3. there is something out there better for you that is longer lasting

Endings can be devastating. Whether it’s moving away from home, a relationship ending, saying goodbye to someone you though would be around forever, everything happens for a reason. I have always believed in a window opening when a door closes, and have believed in it because of all the times that it has come true. Many opportunities have been placed at my feet once I walk away from something and I feel like that is life’s way of reminding me that there are more things out there in the world that will be better for me and will be lasting much longer than what had been previously been mine. So, if you ever find yourself sad or confused on what to do next in life, look for that window, and let it give you hope for continuity and happiness.


4. write as much as you can

As you can tell, I love to write. I have too many journals to count that hide all my secrets and stories throughout life in a closet in my moms house. It sits there, waiting for me to crack them open, like an old friend waiting for a hug. I'm thankful for the words in these journals and thankful for my younger self for writing these experiences down. There are many people in these journals that are no longer in my life anymore and I enjoy going down memory lane to visit them. I love reading my journals and feeling every emotion I used to feel back then, and I hope in a couple years, this blog will feel the same. Writing doesn’t have to just be in a journal, but it can be anywhere. Go write a letter, a story, a song, a poem, anything that allows your creativity to express itself. I will never turn down the opportunity to write to someone or about something. I will excuse myself from anything if I feel like writing something and I know future me will thank me for that. i want to remember everything for what it was in the moment, and I know I will always be this way.

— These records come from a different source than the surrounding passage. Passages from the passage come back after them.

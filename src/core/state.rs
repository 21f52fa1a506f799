//! Session state owned by the frame driver.
//!
//! Nothing here touches browser or GPU APIs, so the same types back the wasm
//! frontend and the host-side tests.

use super::constants::*;
use super::pointer::PointerState;
use crate::constants::{
    DELTA_THRESHOLD, POINTER_FADE_SPEED, POINTER_MULTIPLIER, POINTER_POWER,
    SPEED_TEXTURE_FADE_SPEED,
};
use rand::Rng;

/// One circular blob with eyes, as pushed to the output shader.
#[derive(Clone, Copy, Debug, PartialEq)]
pub struct Blob {
    pub color: [f32; 3],
    pub position: [f32; 2],
    pub size: f32,
}

impl Blob {
    /// Uniform random color, position in \[-1, 1\]² and size in \[0.5, 1.5).
    pub fn random<R: Rng + ?Sized>(rng: &mut R) -> Self {
        Self {
            color: [rng.gen(), rng.gen(), rng.gen()],
            position: [rng.gen_range(-1.0..=1.0), rng.gen_range(-1.0..=1.0)],
            size: rng.gen_range(RANDOM_BLOB_SIZE_MIN..RANDOM_BLOB_SIZE_MAX),
        }
    }
}

/// Append-only blob list bounded by [`MAX_BLOBS`].
#[derive(Clone, Debug)]
pub struct BlobSet {
    blobs: Vec<Blob>,
}

impl BlobSet {
    pub fn seeded() -> Self {
        let blobs = (0..DEFAULT_BLOB_COLORS.len())
            .map(|i| Blob {
                color: DEFAULT_BLOB_COLORS[i],
                position: DEFAULT_BLOB_POSITIONS[i],
                size: DEFAULT_BLOB_SIZES[i],
            })
            .collect();
        Self { blobs }
    }

    /// Appends a blob and returns its index, or `None` when already full.
    pub fn push(&mut self, blob: Blob) -> Option<usize> {
        if self.blobs.len() >= MAX_BLOBS {
            return None;
        }
        self.blobs.push(blob);
        Some(self.blobs.len() - 1)
    }

    #[inline]
    pub fn len(&self) -> usize {
        self.blobs.len()
    }

    #[inline]
    pub fn is_empty(&self) -> bool {
        self.blobs.is_empty()
    }

    #[inline]
    pub fn is_full(&self) -> bool {
        self.blobs.len() >= MAX_BLOBS
    }

    pub fn get(&self, index: usize) -> Option<&Blob> {
        self.blobs.get(index)
    }

    pub fn get_mut(&mut self, index: usize) -> Option<&mut Blob> {
        self.blobs.get_mut(index)
    }

    pub fn iter(&self) -> impl Iterator<Item = &Blob> {
        self.blobs.iter()
    }
}

impl Default for BlobSet {
    fn default() -> Self {
        Self::seeded()
    }
}

/// Tunables read every frame and edited from the control panel.
#[derive(Clone, Debug, PartialEq)]
pub struct Params {
    pub pointer_multiplier: f32,
    pub pointer_power: f32,
    pub delta_threshold: f32,
    pub pointer_fade_speed: f32,
    pub speed_texture_fade_speed: f32,
}

impl Default for Params {
    fn default() -> Self {
        Self {
            pointer_multiplier: POINTER_MULTIPLIER,
            pointer_power: POINTER_POWER,
            delta_threshold: DELTA_THRESHOLD,
            pointer_fade_speed: POINTER_FADE_SPEED,
            speed_texture_fade_speed: SPEED_TEXTURE_FADE_SPEED,
        }
    }
}

#[derive(Clone, Debug, Default)]
pub struct EffectState {
    pub params: Params,
    pub pointer: PointerState,
    pub blobs: BlobSet,
}
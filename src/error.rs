use thiserror::Error;

/// Startup failures of the effect. Any of these halts the effect; the page
/// simply shows no animation.
#[derive(Debug, Error)]
pub enum EffectError {
    #[error("graphics context unavailable: {0}")]
    ContextUnavailable(String),

    #[error("{stage} shader `{label}` failed to compile:\n{diagnostic}")]
    Compile {
        label: String,
        stage: String,
        diagnostic: String,
    },

    #[error("program `{label}` failed to link: {diagnostic}")]
    Link { label: String, diagnostic: String },

    #[error("program `{program}` has no uniform `{name}`")]
    MissingUniform { program: String, name: String },

    #[error("dom: {0}")]
    Dom(String),
}
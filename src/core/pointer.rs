use super::state::Params;
use crate::constants::ACTIVITY_SNAP_THRESHOLD;
use glam::Vec2;

/// Smoothed pointer displacement plus a decaying activity level.
///
/// `moving` is reset to 1 on every input and decays once per frame, snapping
/// to 0 below [`ACTIVITY_SNAP_THRESHOLD`].
#[derive(Clone, Copy, Debug, Default, PartialEq)]
pub struct PointerState {
    pub position: Vec2,
    pub delta: Vec2,
    pub delta_target: Vec2,
    pub moving: f32,
}

impl PointerState {
    pub fn on_input(&mut self, x: f32, y: f32, params: &Params) {
        let raw = Vec2::new(x, y) - self.position;
        self.delta_target = Vec2::new(
            response_curve(raw.x, params.pointer_power),
            response_curve(raw.y, params.pointer_power),
        );
        self.position = Vec2::new(x, y);
        self.moving = 1.0;
    }

    pub fn on_frame(&mut self, params: &Params) {
        self.delta += (self.delta_target - self.delta) * params.delta_threshold;
        self.moving *= params.pointer_fade_speed;
        if self.moving < ACTIVITY_SNAP_THRESHOLD {
            self.moving = 0.0;
        }
    }

    /// Position normalized by the layout size, y measured from the top.
    #[inline]
    pub fn normalized(&self, layout: Vec2) -> Vec2 {
        self.position / layout.max(Vec2::ONE)
    }
}

/// Signed power curve: compresses large jumps, keeps small motions visible.
#[inline]
pub fn response_curve(d: f32, power: f32) -> f32 {
    if d == 0.0 {
        return 0.0;
    }
    d.signum() * d.abs().powf(power)
}
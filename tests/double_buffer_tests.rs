use blob_web::core::{DoubleBuffer, TargetSize};

#[derive(Debug, PartialEq)]
struct FakeTarget {
    id: u32,
    width: u32,
    height: u32,
}

impl TargetSize for FakeTarget {
    fn size(&self) -> (u32, u32) {
        (self.width, self.height)
    }
}

fn allocator(next_id: &mut u32) -> impl FnMut(u32, u32) -> FakeTarget + '_ {
    move |width, height| {
        *next_id += 1;
        FakeTarget {
            id: *next_id,
            width,
            height,
        }
    }
}

#[test]
fn read_and_write_never_alias() {
    let mut ids = 0;
    let mut buf = DoubleBuffer::create(64, 32, allocator(&mut ids));
    for _ in 0..5 {
        assert_ne!(buf.read().id, buf.write().id);
        assert!(!std::ptr::eq(buf.read(), buf.write()));
        buf.swap();
    }
}

#[test]
fn swap_exchanges_roles_and_two_swaps_restore() {
    let mut ids = 0;
    let mut buf = DoubleBuffer::create(8, 8, allocator(&mut ids));
    let (r, w) = (buf.read().id, buf.write().id);

    buf.swap();
    assert_eq!(buf.read().id, w);
    assert_eq!(buf.write().id, r);

    buf.swap();
    assert_eq!(buf.read().id, r);
    assert_eq!(buf.write().id, w);
}

#[test]
fn recreate_on_resize_yields_fresh_pair_of_new_size() {
    let mut ids = 0;
    let mut buf = DoubleBuffer::create(640, 480, allocator(&mut ids));
    buf.swap();
    let old_ids = [buf.read().id, buf.write().id];

    let mut ids = 2;
    assert!(buf.recreate(1280, 720, allocator(&mut ids)));
    assert_eq!(buf.size(), (1280, 720));
    assert_eq!(buf.read().size(), (1280, 720));
    assert_eq!(buf.write().size(), (1280, 720));
    assert!(!old_ids.contains(&buf.read().id));
    assert!(!old_ids.contains(&buf.write().id));
    assert_ne!(buf.read().id, buf.write().id);
}

#[test]
fn recreate_ignores_zero_sizes() {
    let mut ids = 0;
    let mut buf = DoubleBuffer::create(320, 200, allocator(&mut ids));
    let before = [buf.read().id, buf.write().id];

    let mut calls = 0;
    let mut counting = |w, h| {
        calls += 1;
        FakeTarget {
            id: 100 + calls,
            width: w,
            height: h,
        }
    };
    assert!(!buf.recreate(0, 720, &mut counting));
    assert!(!buf.recreate(1280, 0, &mut counting));
    assert_eq!(calls, 0);
    assert_eq!([buf.read().id, buf.write().id], before);
    assert_eq!(buf.size(), (320, 200));
}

5. good things only happen to you if you believe you deserve them

This lesson was hard for me to learn. When I first moved to college, I felt like the world was against me in every way. But after a couple months, i realized this was a projection of what I believed I deserved from life. I felt like a bad person, and before I got to college, I was the worst version of myself. I didn’t do anything that served my future self, I felt like a bad girlfriend, I felt like a terrible friend, and, overall, just didn’t feel good. The way I felt about myself directly reflected what I thought life owed me. This wasn’t the case, and I wish I learned that earlier. After some time, I came to terms with all the parts of my life that I didn’t like and I simply just changed the narrative, and found the good it brought me. After I did this, good things started to happen. I found a great group of friends that I needed, my relationship with my mother became stronger, I was finally growing into myself athletically, I got into a relationship, and I found a lot of balance and harmony in life. All of this was possible because I genuinely believed I deserved all the good things that came my way. YOU DESERVE GOOD THINGS TO HAPPEN TO YOU, and they will eventually come.

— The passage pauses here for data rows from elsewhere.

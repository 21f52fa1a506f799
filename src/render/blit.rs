use super::program::Program;
use super::targets::RenderTarget;
use crate::core::TargetSize;
use wgpu::util::DeviceExt;

const QUAD_VERTICES: [f32; 8] = [-1.0, -1.0, -1.0, 1.0, 1.0, 1.0, 1.0, -1.0];
const QUAD_INDICES: [u16; 6] = [0, 1, 2, 0, 2, 3];

/// Two-triangle clip-space quad shared by every pass.
pub(crate) struct FullscreenQuad {
    vertices: wgpu::Buffer,
    indices: wgpu::Buffer,
}

impl FullscreenQuad {
    pub(crate) fn new(device: &wgpu::Device) -> Self {
        let vertices = device.create_buffer_init(&wgpu::util::BufferInitDescriptor {
            label: Some("quad_vertices"),
            contents: bytemuck::cast_slice(&QUAD_VERTICES),
            usage: wgpu::BufferUsages::VERTEX,
        });
        let indices = device.create_buffer_init(&wgpu::util::BufferInitDescriptor {
            label: Some("quad_indices"),
            contents: bytemuck::cast_slice(&QUAD_INDICES),
            usage: wgpu::BufferUsages::INDEX,
        });
        Self { vertices, indices }
    }
}

pub(crate) enum BlitTarget<'a> {
    /// The visible canvas; viewport is its full pixel size.
    Surface {
        view: &'a wgpu::TextureView,
        width: u32,
        height: u32,
    },
    /// An offscreen target; viewport is its stored size.
    Offscreen(&'a RenderTarget),
}

/// Draws the quad with `program` into `target`. The program's uniform block
/// and `sample` (group 1) fully determine the output.
pub(crate) fn blit(
    encoder: &mut wgpu::CommandEncoder,
    quad: &FullscreenQuad,
    program: &Program,
    sample: &wgpu::BindGroup,
    target: BlitTarget<'_>,
) {
    let (view, (width, height)) = match target {
        BlitTarget::Surface {
            view,
            width,
            height,
        } => (view, (width, height)),
        BlitTarget::Offscreen(t) => (&t.view, t.size()),
    };
    let mut r = encoder.begin_render_pass(&wgpu::RenderPassDescriptor {
        label: Some(program.label),
        color_attachments: &[Some(wgpu::RenderPassColorAttachment {
            view,
            resolve_target: None,
            ops: wgpu::Operations {
                load: wgpu::LoadOp::Clear(wgpu::Color::TRANSPARENT),
                store: wgpu::StoreOp::Store,
            },
        })],
        depth_stencil_attachment: None,
        timestamp_writes: None,
        occlusion_query_set: None,
    });
    r.set_viewport(0.0, 0.0, width as f32, height as f32, 0.0, 1.0);
    r.set_pipeline(&program.pipeline);
    r.set_bind_group(0, &program.uniform_group, &[]);
    r.set_bind_group(1, sample, &[]);
    r.set_vertex_buffer(0, quad.vertices.slice(..));
    r.set_index_buffer(quad.indices.slice(..), wgpu::IndexFormat::Uint16);
    r.draw_indexed(0..QUAD_INDICES.len() as u32, 0, 0..1);
    drop(r);
}
use crate::constants::{DEFAULT_CANVAS_ID, MAX_DEVICE_PIXEL_RATIO};

/// Mount-time settings. Defaults come from `constants.rs`; a page can
/// override them with `data-max-dpr` and `data-panel` on the canvas.
#[derive(Clone, Debug, PartialEq)]
pub struct EffectConfig {
    pub canvas_id: String,
    pub max_device_pixel_ratio: f64,
    pub panel: bool,
}

impl Default for EffectConfig {
    fn default() -> Self {
        Self {
            canvas_id: DEFAULT_CANVAS_ID.to_string(),
            max_device_pixel_ratio: MAX_DEVICE_PIXEL_RATIO,
            panel: true,
        }
    }
}

impl EffectConfig {
    pub fn with_canvas_id(canvas_id: &str) -> Self {
        Self {
            canvas_id: canvas_id.to_string(),
            ..Self::default()
        }
    }

    /// Applies attribute overrides; unparsable values keep the default.
    pub fn apply_overrides(&mut self, max_dpr: Option<&str>, panel: Option<&str>) {
        if let Some(v) = max_dpr.and_then(|s| s.trim().parse::<f64>().ok()) {
            if v.is_finite() && v > 0.0 {
                self.max_device_pixel_ratio = v;
            } else {
                log::warn!("[config] ignoring data-max-dpr={}", v);
            }
        }
        if let Some(p) = panel {
            match p.trim() {
                "off" | "false" | "0" | "hidden" => self.panel = false,
                "on" | "true" | "1" | "" => self.panel = true,
                other => log::warn!("[config] ignoring data-panel={:?}", other),
            }
        }
    }

    /// Effective pixel ratio for the canvas backing store.
    #[inline]
    pub fn pixel_ratio(&self, device_pixel_ratio: f64) -> f64 {
        device_pixel_ratio.min(self.max_device_pixel_ratio).max(0.0)
    }
}
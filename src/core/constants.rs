// Shared blob constants used by the driver, the binder and the shaders.

/// Fixed blob capacity; must match the array lengths in `shaders/output.wgsl`.
pub const MAX_BLOBS: usize = 10;

// Seeded blobs: amber, brick red, steel blue
pub const DEFAULT_BLOB_COLORS: [[f32; 3]; 3] = [
    [0.8549, 0.7059, 0.1961],
    [0.7569, 0.2863, 0.1765],
    [0.2627, 0.4627, 0.6706],
];
pub const DEFAULT_BLOB_POSITIONS: [[f32; 2]; 3] = [[0.3, 0.3], [-0.3, 0.0], [0.5, 0.0]];
pub const DEFAULT_BLOB_SIZES: [f32; 3] = [1.0, 1.2, 0.8];

// Randomly added blobs draw their size from this half-open range
pub const RANDOM_BLOB_SIZE_MIN: f32 = 0.5;
pub const RANDOM_BLOB_SIZE_MAX: f32 = 1.5;
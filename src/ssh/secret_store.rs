//! SSH key store backed by Kubernetes secrets
//!
//! Each pair is one `kubernetes.io/ssh-auth` secret in a dedicated namespace.
//! The key service is a label so it can be selected server-side; owner ids are
//! free-form, so they live in an annotation and are filtered client-side.

use std::collections::BTreeMap;

use async_trait::async_trait;
use k8s_openapi::api::core::v1::Secret;
use kube::{
    api::{ListParams, ObjectMeta, PostParams},
    Api, Client,
};
use rand::rngs::OsRng;
use sha2::{Digest, Sha256};
use ssh_key::{Algorithm, LineEnding, PrivateKey};
use tracing::debug;

use crate::constants::FIELD_MANAGER;

use super::store::{KeyStoreError, SshKeyStore, SshPair};

const MANAGED_BY_LABEL: &str = "app.kubernetes.io/managed-by";
const SERVICE_LABEL: &str = "async-storage.che.eclipse.org/ssh-service";
const OWNER_ANNOTATION: &str = "async-storage.che.eclipse.org/ssh-owner";
const NAME_ANNOTATION: &str = "async-storage.che.eclipse.org/ssh-name";

const SSH_AUTH_SECRET_TYPE: &str = "kubernetes.io/ssh-auth";
const PRIVATE_KEY_KEY: &str = "ssh-privatekey";
const PUBLIC_KEY_KEY: &str = "ssh-publickey";

/// Longest name the API server accepts for a secret
const MAX_NAME_LEN: usize = 253;

/// Hex digits of the owner digest appended to every secret name
const OWNER_HASH_LEN: usize = 10;

/// Key store keeping every pair in its own secret
#[derive(Clone)]
pub struct SecretSshKeyStore {
    client: Client,
    namespace: String,
}

impl SecretSshKeyStore {
    pub fn new(client: Client, namespace: impl Into<String>) -> Self {
        Self {
            client,
            namespace: namespace.into(),
        }
    }

    fn api(&self) -> Api<Secret> {
        Api::namespaced(self.client.clone(), &self.namespace)
    }
}

#[async_trait]
impl SshKeyStore for SecretSshKeyStore {
    async fn get_pairs(&self, owner: &str, service: &str) -> Result<Vec<SshPair>, KeyStoreError> {
        let selector = format!(
            "{}={},{}={}",
            MANAGED_BY_LABEL,
            FIELD_MANAGER,
            SERVICE_LABEL,
            label_value(service)
        );
        let secrets = self
            .api()
            .list(&ListParams::default().labels(&selector))
            .await
            .map_err(|e| KeyStoreError::Server(e.to_string()))?;

        let mut pairs = Vec::new();
        for secret in &secrets.items {
            if annotation(secret, OWNER_ANNOTATION) != Some(owner) {
                continue;
            }
            pairs.push(pair_from_secret(secret, service)?);
        }
        debug!(owner = %owner, service = %service, count = pairs.len(), "Listed SSH key secrets");
        Ok(pairs)
    }

    async fn generate_pair(
        &self,
        owner: &str,
        service: &str,
        name: &str,
    ) -> Result<SshPair, KeyStoreError> {
        let (public_key, private_key) = generate_keys()?;
        let secret_name = secret_name(owner, service, name);

        let secret = Secret {
            metadata: ObjectMeta {
                name: Some(secret_name.clone()),
                namespace: Some(self.namespace.clone()),
                labels: Some(BTreeMap::from([
                    (MANAGED_BY_LABEL.to_string(), FIELD_MANAGER.to_string()),
                    (SERVICE_LABEL.to_string(), label_value(service)),
                ])),
                annotations: Some(BTreeMap::from([
                    (OWNER_ANNOTATION.to_string(), owner.to_string()),
                    (NAME_ANNOTATION.to_string(), name.to_string()),
                ])),
                ..Default::default()
            },
            type_: Some(SSH_AUTH_SECRET_TYPE.to_string()),
            string_data: Some(BTreeMap::from([
                (PRIVATE_KEY_KEY.to_string(), private_key.clone()),
                (PUBLIC_KEY_KEY.to_string(), public_key.clone()),
            ])),
            ..Default::default()
        };

        self.api()
            .create(&PostParams::default(), &secret)
            .await
            .map_err(|e| match e {
                kube::Error::Api(resp) if resp.code == 409 => KeyStoreError::Conflict(format!(
                    "SSH pair '{}' for service '{}' already exists",
                    name, service
                )),
                other => KeyStoreError::Server(other.to_string()),
            })?;

        Ok(SshPair {
            owner: owner.to_string(),
            service: service.to_string(),
            name: name.to_string(),
            public_key,
            private_key: Some(private_key),
        })
    }
}

/// Fresh ed25519 pair as (public, private) OpenSSH text
fn generate_keys() -> Result<(String, String), KeyStoreError> {
    let private = PrivateKey::random(&mut OsRng, Algorithm::Ed25519)
        .map_err(|e| KeyStoreError::Server(format!("Failed to generate SSH key: {}", e)))?;
    let public_key = private
        .public_key()
        .to_openssh()
        .map_err(|e| KeyStoreError::Server(format!("Failed to encode public key: {}", e)))?;
    let private_key = private
        .to_openssh(LineEnding::LF)
        .map_err(|e| KeyStoreError::Server(format!("Failed to encode private key: {}", e)))?;
    Ok((public_key, private_key.as_str().to_string()))
}

fn annotation<'a>(secret: &'a Secret, key: &str) -> Option<&'a str> {
    secret
        .metadata
        .annotations
        .as_ref()
        .and_then(|a| a.get(key))
        .map(String::as_str)
}

fn secret_string(secret: &Secret, key: &str) -> Result<Option<String>, KeyStoreError> {
    let Some(bytes) = secret.data.as_ref().and_then(|d| d.get(key)) else {
        return Ok(None);
    };
    String::from_utf8(bytes.0.clone()).map(Some).map_err(|e| {
        KeyStoreError::Server(format!(
            "Invalid UTF-8 in secret '{}' key '{}': {}",
            secret.metadata.name.as_deref().unwrap_or_default(),
            key,
            e
        ))
    })
}

fn pair_from_secret(secret: &Secret, service: &str) -> Result<SshPair, KeyStoreError> {
    let secret_name = secret.metadata.name.clone().unwrap_or_default();
    let public_key = secret_string(secret, PUBLIC_KEY_KEY)?.ok_or_else(|| {
        KeyStoreError::Server(format!(
            "Secret '{}' has no '{}' key",
            secret_name, PUBLIC_KEY_KEY
        ))
    })?;

    Ok(SshPair {
        owner: annotation(secret, OWNER_ANNOTATION)
            .unwrap_or_default()
            .to_string(),
        service: service.to_string(),
        name: annotation(secret, NAME_ANNOTATION)
            .map(str::to_string)
            .unwrap_or(secret_name),
        public_key,
        private_key: secret_string(secret, PRIVATE_KEY_KEY)?,
    })
}

/// Deterministic DNS-1123 name for the secret holding a pair
///
/// Sanitizing folds distinct owner ids together, so a digest of the raw
/// owner id is always kept at the end of the name.
pub fn secret_name(owner: &str, service: &str, name: &str) -> String {
    let raw = format!("ssh-{}-{}-{}", service, name, owner);
    let mut sanitized: String = raw
        .chars()
        .map(|c| match c.to_ascii_lowercase() {
            c @ ('a'..='z' | '0'..='9' | '-' | '.') => c,
            _ => '-',
        })
        .collect();
    sanitized.truncate(MAX_NAME_LEN - OWNER_HASH_LEN - 1);
    let prefix = sanitized.trim_end_matches(|c: char| !c.is_ascii_alphanumeric());

    let digest = hex::encode(Sha256::digest(owner.as_bytes()));
    format!("{}-{}", prefix, &digest[..OWNER_HASH_LEN])
}

/// Label values are limited to 63 alphanumerics, `-`, `_` and `.`
fn label_value(value: &str) -> String {
    let mut sanitized: String = value
        .chars()
        .map(|c| match c {
            c if c.is_ascii_alphanumeric() || c == '-' || c == '_' || c == '.' => c,
            _ => '-',
        })
        .collect();
    sanitized.truncate(63);
    sanitized
}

6. forgiveness is the best gift i can get myself

For better or for worse, I forgive easily. I give people the benefit of the doubt because of all the times I wish someone gave me that same grace. People are imperfect and sometimes you get caught in the crossfire of someone growing up and making mistakes…lord knows I’ve made MANY. I see why many people find It hard to forgive others over time. I have forgiven the wrong people multiple times, have forgiven people who may not have deserved it, and have simply just gotten run over by people due to my sympathy. There are many people in this life that don’t forgive the things I have done, and I understand that. do I still wish for that forgiveness? yes. Deep down, forgiveness isn’t for anyone other than me. When I forgive someone, it gives me the peace to move forward from the situation and not hold onto the anger or hatred. Even when someone may not immediately deserve it, I will forgive them for my own sake. I see positive intent in all and people deserve a break every once in a while.

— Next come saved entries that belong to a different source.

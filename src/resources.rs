//! Desired state of the async storage stack
//!
//! Pure builders: every object is derived from the configuration, the
//! namespace and the owner's public key. Objects refer to each other by name
//! only, so none of them depends on what currently exists in the cluster.

use std::collections::BTreeMap;

use k8s_openapi::api::core::v1::{
    ConfigMap, ConfigMapVolumeSource, Container, ContainerPort, PersistentVolumeClaim,
    PersistentVolumeClaimSpec, PersistentVolumeClaimVolumeSource, Pod, PodSpec,
    ResourceRequirements, Service, ServicePort, ServiceSpec, Volume, VolumeMount,
    VolumeResourceRequirements,
};
use k8s_openapi::apimachinery::pkg::api::resource::Quantity;
use k8s_openapi::apimachinery::pkg::util::intstr::IntOrString;
use kube::api::ObjectMeta;

use crate::config::ProvisionerConfig;
use crate::constants::{
    APP_LABEL, ASYNC_STORAGE, ASYNC_STORAGE_CLAIM, ASYNC_STORAGE_CONFIG, ASYNC_STORAGE_DATA_PATH,
    AUTHORIZED_KEYS, CONFIG_MAP_VOLUME_NAME, MEMORY_LIMIT, MEMORY_REQUEST, SERVICE_PORT,
    SERVICE_PORT_NAME, SSH_KEY_PATH, STORAGE_VOLUME,
};
use crate::control_plane::DesiredResource;
use crate::error::Result;
use crate::ssh::SshPair;

/// Config map name for a namespace: the namespace with a fixed suffix
pub fn config_map_name(namespace: &str) -> String {
    format!("{}{}", namespace, ASYNC_STORAGE_CONFIG)
}

/// Label shared by the storage pod and the service selector
pub fn app_labels() -> BTreeMap<String, String> {
    BTreeMap::from([(APP_LABEL.to_string(), ASYNC_STORAGE.to_string())])
}

/// Claim holding the backups
pub fn build_claim(config: &ProvisionerConfig) -> PersistentVolumeClaim {
    new_pvc(ASYNC_STORAGE_CLAIM, &config.pvc_access_mode, &config.pvc_quantity)
}

/// Generic claim with a single access mode and a storage request
pub fn new_pvc(name: &str, access_mode: &str, quantity: &str) -> PersistentVolumeClaim {
    PersistentVolumeClaim {
        metadata: ObjectMeta {
            name: Some(name.to_string()),
            ..Default::default()
        },
        spec: Some(PersistentVolumeClaimSpec {
            access_modes: Some(vec![access_mode.to_string()]),
            resources: Some(VolumeResourceRequirements {
                requests: Some(BTreeMap::from([(
                    "storage".to_string(),
                    Quantity(quantity.to_string()),
                )])),
                ..Default::default()
            }),
            ..Default::default()
        }),
        ..Default::default()
    }
}

/// Config map publishing the owner's public key as `authorized_keys`
///
/// Returns `None` when no key pair is available; the caller skips the config
/// map in that case.
pub fn build_config_map(namespace: &str, pair: Option<&SshPair>) -> Option<ConfigMap> {
    let pair = pair?;
    Some(ConfigMap {
        metadata: ObjectMeta {
            name: Some(config_map_name(namespace)),
            namespace: Some(namespace.to_string()),
            ..Default::default()
        },
        data: Some(BTreeMap::from([(
            AUTHORIZED_KEYS.to_string(),
            pair.public_key.clone(),
        )])),
        ..Default::default()
    })
}

/// Storage pod running the rsync-over-SSH daemon
pub fn build_pod(config: &ProvisionerConfig, namespace: &str) -> Pod {
    let storage_volume = Volume {
        name: STORAGE_VOLUME.to_string(),
        persistent_volume_claim: Some(PersistentVolumeClaimVolumeSource {
            claim_name: ASYNC_STORAGE_CLAIM.to_string(),
            read_only: Some(false),
        }),
        ..Default::default()
    };

    let ssh_key_volume = Volume {
        name: CONFIG_MAP_VOLUME_NAME.to_string(),
        config_map: Some(ConfigMapVolumeSource {
            name: config_map_name(namespace),
            ..Default::default()
        }),
        ..Default::default()
    };

    let storage_mount = VolumeMount {
        name: STORAGE_VOLUME.to_string(),
        mount_path: ASYNC_STORAGE_DATA_PATH.to_string(),
        read_only: Some(false),
        ..Default::default()
    };

    let ssh_key_mount = VolumeMount {
        name: CONFIG_MAP_VOLUME_NAME.to_string(),
        mount_path: SSH_KEY_PATH.to_string(),
        sub_path: Some(AUTHORIZED_KEYS.to_string()),
        read_only: Some(true),
        ..Default::default()
    };

    let container = Container {
        name: ASYNC_STORAGE.to_string(),
        image: Some(config.storage_image.clone()),
        resources: Some(ResourceRequirements {
            limits: Some(memory(MEMORY_LIMIT)),
            requests: Some(memory(MEMORY_REQUEST)),
            ..Default::default()
        }),
        ports: Some(vec![ContainerPort {
            container_port: SERVICE_PORT,
            protocol: Some("TCP".to_string()),
            ..Default::default()
        }]),
        volume_mounts: Some(vec![storage_mount, ssh_key_mount]),
        ..Default::default()
    };

    Pod {
        metadata: ObjectMeta {
            name: Some(ASYNC_STORAGE.to_string()),
            namespace: Some(namespace.to_string()),
            labels: Some(app_labels()),
            ..Default::default()
        },
        spec: Some(PodSpec {
            containers: vec![container],
            volumes: Some(vec![storage_volume, ssh_key_volume]),
            ..Default::default()
        }),
        ..Default::default()
    }
}

/// Service exposing the storage pod's SSH port
pub fn build_service(namespace: &str) -> Service {
    Service {
        metadata: ObjectMeta {
            name: Some(ASYNC_STORAGE.to_string()),
            namespace: Some(namespace.to_string()),
            ..Default::default()
        },
        spec: Some(ServiceSpec {
            ports: Some(vec![ServicePort {
                name: Some(SERVICE_PORT_NAME.to_string()),
                protocol: Some("TCP".to_string()),
                port: SERVICE_PORT,
                target_port: Some(IntOrString::Int(SERVICE_PORT)),
                ..Default::default()
            }]),
            selector: Some(app_labels()),
            ..Default::default()
        }),
        ..Default::default()
    }
}

fn memory(quantity: &str) -> BTreeMap<String, Quantity> {
    BTreeMap::from([("memory".to_string(), Quantity(quantity.to_string()))])
}

/// The complete desired stack for a namespace
#[derive(Clone, Debug)]
pub struct DesiredResourceSet {
    pub claim: PersistentVolumeClaim,
    pub config_map: Option<ConfigMap>,
    pub pod: Pod,
    pub service: Service,
}

impl DesiredResourceSet {
    pub fn build(config: &ProvisionerConfig, namespace: &str, pair: Option<&SshPair>) -> Self {
        Self {
            claim: build_claim(config),
            config_map: build_config_map(namespace, pair),
            pod: build_pod(config, namespace),
            service: build_service(namespace),
        }
    }

    /// Objects in reconciliation order, skipping an absent config map
    pub fn into_resources(self) -> Vec<DesiredResource> {
        let mut resources = vec![DesiredResource::Claim(self.claim)];
        if let Some(config_map) = self.config_map {
            resources.push(DesiredResource::ConfigMap(config_map));
        }
        resources.push(DesiredResource::Pod(self.pod));
        resources.push(DesiredResource::Service(self.service));
        resources
    }
}

/// Render the desired stack as a multi-document YAML stream
pub fn render_manifests(set: DesiredResourceSet) -> Result<String> {
    let mut out = String::new();
    for resource in set.into_resources() {
        out.push_str("---\n");
        out.push_str(&serde_yaml::to_string(&resource.to_value()?)?);
    }
    Ok(out)
}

7. “friends come in & out of your life like buss boys in a restaurant”

For years, my favorite movie was “stand by me”, and I highly recommend watching it. the main character, Gordie, wrote the quote above when he talks about the friends he had at 12 years old that are no longer with him. I first watched this movie when I was 13, right after my “The Outsiders” phase I had in 8th grade. I loved coming to age movies, and stand by me perfectly illustrated how I felt about the friends I chose to leave in middle school. This saying has become a lot more prevalent in my life as I become older. There are some friends that I believed would be in my wedding, be the godmother of my future kids, or would have thanksgiving dinner together in 20 years that I no longer know where they are in the world or what they’re up to. people outgrow each other all the time. It’s no surprise and should be, at some level, expected in a friendship; you either grow apart or into each other. I chose not to take this part of life personally. I believe that at this age, people should have the opportunity and right to walk away from people they no longer feel inclined to being around. I also see this “in-and-out” part of friendship happen throughout time. There are friends i've had since 4th grade that i'll occasionally talk to and catch up with, people from middle school i'll grab a meal with to discuss new dreams and aspirations, and people from high school I like to reminisce with; these friendships are nice to have around, they’re my way of freezing time and feeling how I did when I was the age I met them. This is the time for change and you should embrace it.


For all the friends I have lost throughout the years, I hope you’re doing well and I want to thank you for the space you once occupied in my life, it never went unnoticed or unappreciated:)


8. don’t rush romance

I have been in my fair share of relationships, situationships, and everything in between. I have learned a lot about what I want out of love and my way of showing my love towards someone else romantically. This didn’t come easy at all. As mentioned before, I was in a very long term relationship that shaped the way that I viewed love for the year that followed the break up. In that time I had dated two guys while in college and they were both incredibly rushed. I wasn’t their friend before getting into a relationship with them, and, even though this is not necessary for all relationships, it’s now something I look for when considering a romantic relationship. I'm not embarrassed to admit that the relationships I got into after my high school relationship were used to fill the void of loneliness. Being an adult can get super lonely, and, at the time, I didn’t understand how to cope with it. These rushed relationships never lasted long and both parties would’ve benefitted from continuing in building a friendship. I realize now the importance of patience and timing. There is a time and place to be in love and I hope that life will let that happen at its own pace, without my meddling. You haven’t met all the people that you will love and that will love you in this lifetime, seek them out and wait for them.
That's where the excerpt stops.